> _Your objective_:
Print the records below from the first line through the line containing "well past the", both included, word for word.

> _Data provided_:
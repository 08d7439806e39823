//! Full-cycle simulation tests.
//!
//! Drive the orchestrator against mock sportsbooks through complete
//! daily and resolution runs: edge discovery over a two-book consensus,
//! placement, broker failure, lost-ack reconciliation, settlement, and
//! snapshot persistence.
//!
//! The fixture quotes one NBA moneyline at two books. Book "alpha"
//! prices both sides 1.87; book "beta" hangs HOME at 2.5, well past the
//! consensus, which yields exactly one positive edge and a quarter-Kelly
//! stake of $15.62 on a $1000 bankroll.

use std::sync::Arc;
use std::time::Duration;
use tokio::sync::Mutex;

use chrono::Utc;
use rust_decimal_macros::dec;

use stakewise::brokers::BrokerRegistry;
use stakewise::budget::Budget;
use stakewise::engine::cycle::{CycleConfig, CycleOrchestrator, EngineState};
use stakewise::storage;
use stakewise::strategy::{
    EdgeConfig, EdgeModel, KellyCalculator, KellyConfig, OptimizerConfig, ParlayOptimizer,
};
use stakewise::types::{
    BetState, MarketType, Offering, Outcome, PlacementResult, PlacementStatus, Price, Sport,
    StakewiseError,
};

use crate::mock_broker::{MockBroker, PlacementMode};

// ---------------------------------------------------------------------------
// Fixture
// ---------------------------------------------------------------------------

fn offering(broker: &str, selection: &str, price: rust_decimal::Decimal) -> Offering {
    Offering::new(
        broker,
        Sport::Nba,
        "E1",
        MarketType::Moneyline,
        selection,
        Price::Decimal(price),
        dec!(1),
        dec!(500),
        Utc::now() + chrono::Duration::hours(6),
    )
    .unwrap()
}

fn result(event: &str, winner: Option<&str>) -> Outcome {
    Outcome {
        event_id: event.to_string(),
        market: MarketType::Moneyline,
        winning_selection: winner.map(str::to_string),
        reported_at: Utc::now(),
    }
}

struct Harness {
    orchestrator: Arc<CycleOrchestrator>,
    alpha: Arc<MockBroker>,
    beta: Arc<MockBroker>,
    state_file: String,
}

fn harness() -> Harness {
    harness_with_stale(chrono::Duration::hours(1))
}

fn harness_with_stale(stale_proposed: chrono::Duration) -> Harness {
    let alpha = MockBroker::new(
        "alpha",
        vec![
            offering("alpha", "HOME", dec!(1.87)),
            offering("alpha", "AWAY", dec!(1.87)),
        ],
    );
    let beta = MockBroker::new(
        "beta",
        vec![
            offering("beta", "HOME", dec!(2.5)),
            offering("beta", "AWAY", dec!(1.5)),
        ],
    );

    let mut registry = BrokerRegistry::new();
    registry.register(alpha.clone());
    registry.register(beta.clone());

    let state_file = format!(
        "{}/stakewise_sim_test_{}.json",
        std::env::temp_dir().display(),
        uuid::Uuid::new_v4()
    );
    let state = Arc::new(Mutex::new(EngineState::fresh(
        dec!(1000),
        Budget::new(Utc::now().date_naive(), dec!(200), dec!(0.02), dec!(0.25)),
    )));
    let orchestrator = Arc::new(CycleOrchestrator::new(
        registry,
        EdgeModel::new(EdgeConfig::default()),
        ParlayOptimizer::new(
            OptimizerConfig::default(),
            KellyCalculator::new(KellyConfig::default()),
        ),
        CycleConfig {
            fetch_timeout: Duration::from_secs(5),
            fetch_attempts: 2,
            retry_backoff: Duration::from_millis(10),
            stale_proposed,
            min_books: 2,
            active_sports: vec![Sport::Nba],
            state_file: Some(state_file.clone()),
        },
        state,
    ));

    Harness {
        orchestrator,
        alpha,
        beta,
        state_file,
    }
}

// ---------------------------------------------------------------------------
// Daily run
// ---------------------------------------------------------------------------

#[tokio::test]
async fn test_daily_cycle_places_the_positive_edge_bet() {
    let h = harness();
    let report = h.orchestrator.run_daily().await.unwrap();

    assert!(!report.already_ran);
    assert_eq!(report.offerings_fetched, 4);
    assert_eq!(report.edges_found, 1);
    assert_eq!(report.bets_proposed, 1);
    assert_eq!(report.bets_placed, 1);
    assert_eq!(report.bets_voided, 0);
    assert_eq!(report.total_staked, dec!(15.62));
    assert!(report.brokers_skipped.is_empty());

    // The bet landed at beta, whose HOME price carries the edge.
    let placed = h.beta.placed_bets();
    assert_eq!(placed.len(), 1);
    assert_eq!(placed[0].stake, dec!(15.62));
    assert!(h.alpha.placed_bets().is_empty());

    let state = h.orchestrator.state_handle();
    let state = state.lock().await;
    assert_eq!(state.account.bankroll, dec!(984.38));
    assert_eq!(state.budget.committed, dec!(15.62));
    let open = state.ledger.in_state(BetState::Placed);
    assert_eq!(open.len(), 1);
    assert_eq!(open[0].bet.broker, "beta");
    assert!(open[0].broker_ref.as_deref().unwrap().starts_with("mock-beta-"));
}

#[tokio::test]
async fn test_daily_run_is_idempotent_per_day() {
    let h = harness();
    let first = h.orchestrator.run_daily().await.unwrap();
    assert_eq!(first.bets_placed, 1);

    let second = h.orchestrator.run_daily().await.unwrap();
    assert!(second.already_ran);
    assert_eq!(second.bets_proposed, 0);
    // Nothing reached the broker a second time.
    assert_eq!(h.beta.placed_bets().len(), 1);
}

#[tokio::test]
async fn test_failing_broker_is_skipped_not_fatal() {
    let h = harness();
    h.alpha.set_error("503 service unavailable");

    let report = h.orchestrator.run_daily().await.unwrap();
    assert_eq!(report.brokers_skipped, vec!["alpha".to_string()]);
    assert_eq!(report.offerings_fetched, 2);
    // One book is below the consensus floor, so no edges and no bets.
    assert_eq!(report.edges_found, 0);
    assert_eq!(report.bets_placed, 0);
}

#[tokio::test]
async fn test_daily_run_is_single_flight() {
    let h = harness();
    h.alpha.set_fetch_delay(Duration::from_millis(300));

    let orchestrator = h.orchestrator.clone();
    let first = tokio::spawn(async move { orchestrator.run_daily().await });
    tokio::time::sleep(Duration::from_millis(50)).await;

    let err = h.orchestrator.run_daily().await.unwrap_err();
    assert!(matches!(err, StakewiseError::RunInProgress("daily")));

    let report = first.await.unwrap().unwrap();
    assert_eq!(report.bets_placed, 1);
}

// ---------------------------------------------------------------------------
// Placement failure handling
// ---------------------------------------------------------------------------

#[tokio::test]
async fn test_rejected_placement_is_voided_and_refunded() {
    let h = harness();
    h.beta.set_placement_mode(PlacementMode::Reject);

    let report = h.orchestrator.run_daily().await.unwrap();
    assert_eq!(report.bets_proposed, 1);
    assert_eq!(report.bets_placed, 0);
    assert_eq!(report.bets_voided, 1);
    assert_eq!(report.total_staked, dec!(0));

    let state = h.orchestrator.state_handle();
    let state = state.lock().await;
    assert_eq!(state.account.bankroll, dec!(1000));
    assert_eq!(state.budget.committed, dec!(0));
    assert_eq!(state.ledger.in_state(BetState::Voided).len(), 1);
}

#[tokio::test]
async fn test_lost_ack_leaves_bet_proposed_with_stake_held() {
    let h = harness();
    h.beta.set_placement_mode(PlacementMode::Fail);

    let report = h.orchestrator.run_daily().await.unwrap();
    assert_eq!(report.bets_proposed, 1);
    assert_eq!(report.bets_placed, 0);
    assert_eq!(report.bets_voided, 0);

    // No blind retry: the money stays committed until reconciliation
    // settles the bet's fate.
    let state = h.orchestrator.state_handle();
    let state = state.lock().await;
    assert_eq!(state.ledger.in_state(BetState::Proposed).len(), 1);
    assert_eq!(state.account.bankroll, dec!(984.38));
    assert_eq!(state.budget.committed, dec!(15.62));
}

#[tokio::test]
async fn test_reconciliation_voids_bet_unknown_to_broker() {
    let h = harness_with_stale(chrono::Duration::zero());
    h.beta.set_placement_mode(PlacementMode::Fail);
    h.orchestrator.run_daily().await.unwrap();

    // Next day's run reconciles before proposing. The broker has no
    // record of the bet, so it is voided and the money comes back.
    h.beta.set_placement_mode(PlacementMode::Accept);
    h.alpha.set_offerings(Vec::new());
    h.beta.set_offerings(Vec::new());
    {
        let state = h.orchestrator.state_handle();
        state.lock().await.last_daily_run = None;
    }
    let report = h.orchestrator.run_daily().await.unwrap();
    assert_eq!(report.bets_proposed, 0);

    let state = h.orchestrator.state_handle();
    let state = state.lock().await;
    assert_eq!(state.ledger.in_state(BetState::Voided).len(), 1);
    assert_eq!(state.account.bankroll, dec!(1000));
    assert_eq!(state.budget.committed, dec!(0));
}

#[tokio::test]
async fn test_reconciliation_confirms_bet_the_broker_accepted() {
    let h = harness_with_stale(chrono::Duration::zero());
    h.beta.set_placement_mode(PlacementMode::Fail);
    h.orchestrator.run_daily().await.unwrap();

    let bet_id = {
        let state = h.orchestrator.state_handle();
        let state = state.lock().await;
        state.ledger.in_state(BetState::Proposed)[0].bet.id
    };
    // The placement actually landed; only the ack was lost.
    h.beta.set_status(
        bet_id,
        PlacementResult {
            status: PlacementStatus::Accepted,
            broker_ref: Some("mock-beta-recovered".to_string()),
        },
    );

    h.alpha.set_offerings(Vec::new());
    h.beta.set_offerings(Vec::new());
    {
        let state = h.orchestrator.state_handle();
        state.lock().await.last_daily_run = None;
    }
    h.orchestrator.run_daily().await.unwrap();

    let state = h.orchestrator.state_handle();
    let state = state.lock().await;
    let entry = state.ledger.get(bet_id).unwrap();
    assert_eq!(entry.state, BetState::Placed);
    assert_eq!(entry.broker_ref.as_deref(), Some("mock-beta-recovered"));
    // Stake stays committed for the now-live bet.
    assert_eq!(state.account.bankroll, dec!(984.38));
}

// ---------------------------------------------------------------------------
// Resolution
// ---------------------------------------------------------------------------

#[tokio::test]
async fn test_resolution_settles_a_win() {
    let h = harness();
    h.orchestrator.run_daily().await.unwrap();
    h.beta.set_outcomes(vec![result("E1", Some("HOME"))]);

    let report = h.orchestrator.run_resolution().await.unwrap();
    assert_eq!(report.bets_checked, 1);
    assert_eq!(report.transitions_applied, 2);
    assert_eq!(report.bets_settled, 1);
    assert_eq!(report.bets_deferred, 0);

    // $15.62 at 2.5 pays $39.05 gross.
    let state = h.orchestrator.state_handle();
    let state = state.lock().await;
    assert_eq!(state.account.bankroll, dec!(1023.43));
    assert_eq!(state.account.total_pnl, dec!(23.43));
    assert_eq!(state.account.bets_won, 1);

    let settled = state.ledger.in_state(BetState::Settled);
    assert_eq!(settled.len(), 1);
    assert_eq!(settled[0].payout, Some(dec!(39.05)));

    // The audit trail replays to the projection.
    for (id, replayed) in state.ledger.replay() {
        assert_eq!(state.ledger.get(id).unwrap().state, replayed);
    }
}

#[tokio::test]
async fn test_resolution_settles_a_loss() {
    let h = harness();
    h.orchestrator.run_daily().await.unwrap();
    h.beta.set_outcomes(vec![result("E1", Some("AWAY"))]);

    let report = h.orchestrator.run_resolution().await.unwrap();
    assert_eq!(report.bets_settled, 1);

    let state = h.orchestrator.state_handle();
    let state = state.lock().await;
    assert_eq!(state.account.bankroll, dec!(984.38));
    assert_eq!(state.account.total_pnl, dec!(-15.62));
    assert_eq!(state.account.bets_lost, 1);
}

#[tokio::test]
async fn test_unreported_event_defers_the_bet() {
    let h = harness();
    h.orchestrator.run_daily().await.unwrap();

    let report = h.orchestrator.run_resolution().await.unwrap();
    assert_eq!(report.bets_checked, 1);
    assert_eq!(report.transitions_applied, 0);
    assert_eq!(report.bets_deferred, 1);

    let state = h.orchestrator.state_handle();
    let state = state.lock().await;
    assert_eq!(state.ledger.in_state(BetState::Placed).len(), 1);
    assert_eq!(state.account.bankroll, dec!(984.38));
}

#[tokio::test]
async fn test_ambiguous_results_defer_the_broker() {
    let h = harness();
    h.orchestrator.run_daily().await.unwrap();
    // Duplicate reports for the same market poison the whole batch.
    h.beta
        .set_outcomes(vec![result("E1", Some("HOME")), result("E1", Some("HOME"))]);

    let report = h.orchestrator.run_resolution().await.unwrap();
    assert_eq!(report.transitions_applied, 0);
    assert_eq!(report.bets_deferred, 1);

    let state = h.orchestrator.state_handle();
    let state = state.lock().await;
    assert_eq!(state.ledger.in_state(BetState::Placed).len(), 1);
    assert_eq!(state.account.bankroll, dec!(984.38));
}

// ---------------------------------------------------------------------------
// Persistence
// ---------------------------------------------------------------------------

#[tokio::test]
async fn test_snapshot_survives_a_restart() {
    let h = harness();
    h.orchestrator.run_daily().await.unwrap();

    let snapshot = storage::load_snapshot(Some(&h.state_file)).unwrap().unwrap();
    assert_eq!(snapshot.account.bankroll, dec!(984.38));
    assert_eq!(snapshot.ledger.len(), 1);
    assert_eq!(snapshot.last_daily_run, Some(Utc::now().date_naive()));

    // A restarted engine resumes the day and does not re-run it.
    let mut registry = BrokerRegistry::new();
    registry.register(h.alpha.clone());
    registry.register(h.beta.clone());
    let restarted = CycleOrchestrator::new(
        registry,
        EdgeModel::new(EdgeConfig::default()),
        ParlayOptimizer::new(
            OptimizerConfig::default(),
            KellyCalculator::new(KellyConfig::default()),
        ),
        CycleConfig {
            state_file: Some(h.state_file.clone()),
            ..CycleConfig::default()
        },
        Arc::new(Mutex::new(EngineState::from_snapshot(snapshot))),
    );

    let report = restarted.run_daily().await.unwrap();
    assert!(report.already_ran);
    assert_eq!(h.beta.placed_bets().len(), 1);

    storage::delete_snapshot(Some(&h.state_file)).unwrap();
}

> _Exercise answer_:
repository 08d7439806e39823
//! Full-cycle simulation tests.
//!
//! Drive the orchestrator against mock sportsbooks through complete
//! daily and resolution runs: edge discovery over a two-book consensus,
//! placement, broker failure, lost-ack reconciliation, settlement, and
//! snapshot persistence.
//!
//! The fixture quotes one NBA moneyline at two books. Book "alpha"
//! prices both sides 1.87; book "beta" hangs HOME at 2.5, well past the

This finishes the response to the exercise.